Personal information
- Full name: Jorge Galán Anaut
- Date of birth: 22 January 1989 (age 37)
- Place of birth: Pamplona, Spain
- Height: 1.73 m (5 ft 8 in)
- Position: Forward

Youth career
- Osasuna

Senior career*
- Years: Team / Apps / (Gls)
- 2008–2013: Osasuna B / 66 / (32)
- 2009–2013: Osasuna / 20 / (1)
- 2010–2011: → Huesca (loan) / 12 / (0)
- 2011–2012: → Kilmarnock (loan) / 4 / (0)
- 2012: → Real Unión (loan) / 6 / (2)
- 2013–2014: Levante B / 34 / (5)
- 2014–2021: Real Unión / 189 / (64)
- 2021–2023: Racing Rioja / 46 / (10)
- Total:  / 377 / (114)

International career
- 2009: Spain U20 / 1 / (0)

= Jorge Galán =

Spanish footballer

Jorge Galán Anaut (born 22 January 1989) is a Spanish former professional footballer who played as a forward.

==Club career==
Born in Pamplona, Navarre, Galán made his professional – and La Liga – debut for hometown's CA Osasuna on 23 September 2009, in a game at Real Valladolid: replacing Carlos Aranda in the 70th minute, he scored the 2–1 winner in the next. He played a further 19 league matches during the season, all as a substitute.
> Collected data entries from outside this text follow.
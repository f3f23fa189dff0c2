//! CubeAI Crypto — encrypted local preference storage.
//!
//! Values are encrypted with AES-256-CBC and stored as
//! `base64(iv) + ":" + base64(ciphertext)`. Two compatibility paths are
//! kept from earlier releases of the app:
//! - ciphertexts without a `:` separator decrypt with an all-zero IV
//! - with no session key at all, values are stored as plaintext JSON
//!   (an intentional availability-over-security degradation, logged)
//!
//! Key derivation from a passphrase is repeat-and-truncate to 32 bytes.
//! That is NOT a real KDF; it is preserved because existing stored blobs
//! depend on it. New installs should prefer
//! [`SessionCipher::from_passphrase_hkdf`] or a random key from the
//! session context.

#![forbid(unsafe_code)]
#![warn(missing_docs)]

pub mod store;

pub use store::SecureStore;

use aes::cipher::{block_padding::Pkcs7, BlockDecryptMut, BlockEncryptMut, KeyIvInit};
use base64::{engine::general_purpose::STANDARD as BASE64, Engine as _};
use hkdf::Hkdf;
use rand::RngCore;
use sha2::Sha256;
use thiserror::Error;
use zeroize::{Zeroize, ZeroizeOnDrop};

type Aes256CbcEnc = cbc::Encryptor<aes::Aes256>;
type Aes256CbcDec = cbc::Decryptor<aes::Aes256>;

/// AES-256 key length in bytes.
pub const KEY_LEN: usize = 32;
/// AES block / IV length in bytes.
pub const IV_LEN: usize = 16;

/// Crypto/storage error type
#[derive(Debug, Error)]
pub enum Error {
    /// Key material is empty or unusable
    #[error("invalid key: {0}")]
    InvalidKey(String),

    /// Decryption failed (wrong key, corrupt data, or bad padding)
    #[error("decryption failed")]
    Decrypt,

    /// Stored value is not valid base64 or has a malformed layout
    #[error("invalid stored format: {0}")]
    InvalidFormat(String),

    /// Store file I/O failure
    #[error("store i/o error: {0}")]
    Io(#[from] std::io::Error),

    /// (De)serialization failure
    #[error("serialization error: {0}")]
    Serde(#[from] serde_json::Error),
}

/// Result type alias
pub type Result<T> = std::result::Result<T, Error>;

/// Derive a 32-byte key from a passphrase by repeating its UTF-8 bytes
/// and truncating. Legacy-compatible; not a KDF. Exposed so a session
/// context can be bootstrapped from the same key material the store
/// uses.
pub fn derive_key(passphrase: &str) -> Result<[u8; KEY_LEN]> {
    let bytes = passphrase.as_bytes();
    if bytes.is_empty() {
        return Err(Error::InvalidKey("empty passphrase".to_string()));
    }
    let mut key = [0u8; KEY_LEN];
    for (i, slot) in key.iter_mut().enumerate() {
        *slot = bytes[i % bytes.len()];
    }
    Ok(key)
}

/// AES-256-CBC cipher over a session key.
///
/// The key is zeroized when the cipher is dropped.
#[derive(Zeroize, ZeroizeOnDrop)]
pub struct SessionCipher {
    key: [u8; KEY_LEN],
}

impl SessionCipher {
    /// Create a cipher from a raw 256-bit key.
    pub fn from_key(key: [u8; KEY_LEN]) -> Self {
        Self { key }
    }

    /// Create a cipher from a passphrase using the legacy
    /// repeat-and-truncate derivation (required to read existing blobs).
    pub fn from_passphrase(passphrase: &str) -> Result<Self> {
        Ok(Self {
            key: derive_key(passphrase)?,
        })
    }

    /// Create a cipher from a passphrase using HKDF-SHA256.
    ///
    /// Preferred for fresh installs; incompatible with blobs written by
    /// the legacy derivation.
    pub fn from_passphrase_hkdf(passphrase: &str, salt: &[u8]) -> Result<Self> {
        if passphrase.is_empty() {
            return Err(Error::InvalidKey("empty passphrase".to_string()));
        }
        let hkdf = Hkdf::<Sha256>::new(Some(salt), passphrase.as_bytes());
        let mut key = [0u8; KEY_LEN];
        hkdf.expand(b"cubeai-prefs-v2", &mut key)
            .map_err(|_| Error::InvalidKey("hkdf expand failed".to_string()))?;
        Ok(Self { key })
    }

    /// Encrypt a plaintext string to `base64(iv):base64(ciphertext)`.
    pub fn encrypt(&self, plaintext: &str) -> String {
        let mut iv = [0u8; IV_LEN];
        rand::thread_rng().fill_bytes(&mut iv);

        let ciphertext = Aes256CbcEnc::new(&self.key.into(), &iv.into())
            .encrypt_padded_vec_mut::<Pkcs7>(plaintext.as_bytes());

        format!("{}:{}", BASE64.encode(iv), BASE64.encode(ciphertext))
    }

    /// Decrypt a stored value.
    ///
    /// Values without a `:` separator are treated as legacy ciphertexts
    /// encrypted with an all-zero IV.
    pub fn decrypt(&self, encoded: &str) -> Result<String> {
        let (iv, ciphertext) = match encoded.split_once(':') {
            Some((iv_b64, ct_b64)) => {
                let iv_bytes = BASE64
                    .decode(iv_b64)
                    .map_err(|e| Error::InvalidFormat(e.to_string()))?;
                let iv: [u8; IV_LEN] = iv_bytes
                    .try_into()
                    .map_err(|_| Error::InvalidFormat("iv is not 16 bytes".to_string()))?;
                let ciphertext = BASE64
                    .decode(ct_b64)
                    .map_err(|e| Error::InvalidFormat(e.to_string()))?;
                (iv, ciphertext)
            }
            None => {
                // Legacy path: fixed zero IV, bare base64 ciphertext.
                let ciphertext = BASE64
                    .decode(encoded)
                    .map_err(|e| Error::InvalidFormat(e.to_string()))?;
                ([0u8; IV_LEN], ciphertext)
            }
        };

        let plaintext = Aes256CbcDec::new(&self.key.into(), &iv.into())
            .decrypt_padded_vec_mut::<Pkcs7>(&ciphertext)
            .map_err(|_| Error::Decrypt)?;

        String::from_utf8(plaintext).map_err(|_| Error::Decrypt)
    }
}

impl std::fmt::Debug for SessionCipher {
    fn fmt(&self, f: &mut std::fmt::Formatter<'_>) -> std::fmt::Result {
        f.debug_struct("SessionCipher")
            .field("key", &"[REDACTED]")
            .finish()
    }
}

#[cfg(test)]
mod tests {
    use super::*;

    #[test]
    fn roundtrip_across_passphrase_lengths() {
        // Shorter than, equal to, and longer than the 32-byte key.
        let passphrases = [
            "k",
            "short-key",
            "exactly-thirty-two-bytes-long!!!",
            "a-passphrase-that-is-considerably-longer-than-thirty-two-bytes",
        ];
        for passphrase in passphrases {
            let cipher = SessionCipher::from_passphrase(passphrase).unwrap();
            let plaintext = "ocean salinity: 27.4 PSU \u{1F30A}";
            let encoded = cipher.encrypt(plaintext);
            assert!(encoded.contains(':'));
            assert_eq!(cipher.decrypt(&encoded).unwrap(), plaintext, "{}", passphrase);
        }
    }

    #[test]
    fn repeat_truncate_derivation() {
        let key = derive_key("abc").unwrap();
        assert_eq!(&key[..6], b"abcabc");
        assert_eq!(key[31], b'b'); // 31 % 3 == 1

        let long = "x".repeat(40);
        let key = derive_key(&long).unwrap();
        assert_eq!(key, [b'x'; 32]);
    }

    #[test]
    fn empty_passphrase_rejected() {
        assert!(matches!(
            SessionCipher::from_passphrase(""),
            Err(Error::InvalidKey(_))
        ));
    }

    #[test]
    fn fresh_iv_per_encryption() {
        let cipher = SessionCipher::from_passphrase("session-key").unwrap();
        let a = cipher.encrypt("same value");
        let b = cipher.encrypt("same value");
        assert_ne!(a, b);
        assert_eq!(cipher.decrypt(&a).unwrap(), "same value");
        assert_eq!(cipher.decrypt(&b).unwrap(), "same value");
    }

    #[test]
    fn legacy_value_without_separator_uses_zero_iv() {
        let cipher = SessionCipher::from_passphrase("legacy-key").unwrap();

        // Produce a legacy blob by hand: zero IV, bare base64.
        let ciphertext = Aes256CbcEnc::new(&derive_key("legacy-key").unwrap().into(), &[0u8; IV_LEN].into())
            .encrypt_padded_vec_mut::<Pkcs7>(b"pre-migration value");
        let legacy = BASE64.encode(ciphertext);
        assert!(!legacy.contains(':'));

        assert_eq!(cipher.decrypt(&legacy).unwrap(), "pre-migration value");
    }

    #[test]
    fn wrong_key_fails_decryption() {
        let cipher = SessionCipher::from_passphrase("right-key").unwrap();
        let other = SessionCipher::from_passphrase("wrong-key").unwrap();
        let encoded = cipher.encrypt("secret");
        assert!(other.decrypt(&encoded).is_err());
    }

    #[test]
    fn malformed_base64_is_invalid_format() {
        let cipher = SessionCipher::from_passphrase("key").unwrap();
        assert!(matches!(
            cipher.decrypt("!!not-base64!!:AAAA"),
            Err(Error::InvalidFormat(_))
        ));
    }

    #[test]
    fn hkdf_derivation_differs_from_legacy() {
        let legacy = SessionCipher::from_passphrase("passphrase").unwrap();
        let modern = SessionCipher::from_passphrase_hkdf("passphrase", b"salt").unwrap();
        let encoded = modern.encrypt("value");
        assert!(legacy.decrypt(&encoded).is_err());
        assert_eq!(modern.decrypt(&encoded).unwrap(), "value");
    }

    #[test]
    fn debug_redacts_key() {
        let cipher = SessionCipher::from_passphrase("topsecret").unwrap();
        let debug = format!("{:?}", cipher);
        assert!(debug.contains("REDACTED"));
        assert!(!debug.contains("topsecret"));
    }
}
In mid-July 2010, a season-loan deal was arranged for Galán, as he joined Segunda División club SD Huesca. He appeared in less than one third of the league matches for the Aragonese during his spell, also failing to find the net in just 479 minutes of play.

Galán signed for Scottish Premier League side Kilmarnock on 12 August 2011, on loan. He made his debut as a substitute two days later, in a 4–1 home victory against Hibernian.

In late January 2012, after only five official appearances for the Killie, Galán returned to his country and joined, still owned by Osasuna, Real Unión in the Segunda División B. He continued competing in the third tier the following years, representing Atlético Levante UD and again Unión.